▶ **TRY IT**:
For each line below that contains the word "configuration", make a copy.

▶ **GIVEN DATA**:
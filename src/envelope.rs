use serde::Serialize;

/// Every endpoint answers with the same wrapper: `{"success": true, "data": ...}`
/// on the happy path, `{"success": false, "error": "..."}` otherwise.
#[derive(Serialize, Debug)]
pub struct Envelope<T: Serialize>{
    pub success: bool,
    #[serde(skip_serializing_if = "Option::is_none")]
    pub data: Option<T>,
    #[serde(skip_serializing_if = "Option::is_none")]
    pub error: Option<String>
}

impl<T: Serialize> Envelope<T>{
    pub fn ok(data: T) -> Self{
        Envelope{
            success: true,
            data: Some(data),
            error: None
        }
    }
}

impl Envelope<()>{
    pub fn error(message: impl Into<String>) -> Self{
        Envelope{
            success: false,
            data: None,
            error: Some(message.into())
        }
    }

    pub fn empty() -> Self{
        Envelope{
            success: true,
            data: None,
            error: None
        }
    }
}
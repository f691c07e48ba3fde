mod login;
mod register;

pub use login::*;
pub use register::*;
use config::{Config, File};
use secrecy::{ExposeSecret, SecretString};
use serde::Deserialize;

#[derive(Deserialize, Debug)]
pub struct Settings{
    pub application: ApplicationSettings,
    pub database: DatabaseSettings,
    pub jwt: JWTSettings,
    pub cors: CorsSettings
}

#[derive(Deserialize, Debug)]
pub struct ApplicationSettings{
    pub host: String,
    pub port: u16
}

#[derive(Deserialize, Debug)]
pub struct DatabaseSettings{
    pub host: String,
    pub port: u16,
    pub username: String,
    pub password: SecretString,
    pub name: String
}

#[derive(Deserialize, Debug)]
pub struct JWTSettings{
    pub secret: String,
    pub expiry_hours: u64
}

#[derive(Deserialize, Debug)]
pub struct CorsSettings{
    pub allowed_origins: Vec<String>
}

impl Settings{
    pub fn get() -> Self{
        let config = Config::builder()
            .add_source(File::with_name("configuration/base.yaml"))
            .add_source(File::with_name("configuration/local.yaml").required(false))
            .build()
            .expect("Failed to get configuration")
            .try_deserialize::<Settings>()
            .expect("Failed to deserialize to Settings struct");

        config
    }
}

impl DatabaseSettings{
    // Server-level url, without a database name. Used by the test harness
    // to create throwaway databases.
    pub fn get_database_url(&self) -> String{
        format!(
            "postgres://{}:{}@{}:{}",
            self.username,
            self.password.expose_secret(),
            self.host,
            self.port
        )
    }

    pub fn get_database_table_url(&self) -> String{
        format!("{}/{}", self.get_database_url(), self.name)
    }
}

▶ **RESULT OF THIS TASK**:
            .add_source(File::with_name("configuration/base.yaml"))
            .add_source(File::with_name("configuration/local.yaml").required(false))
            .expect("Failed to get configuration")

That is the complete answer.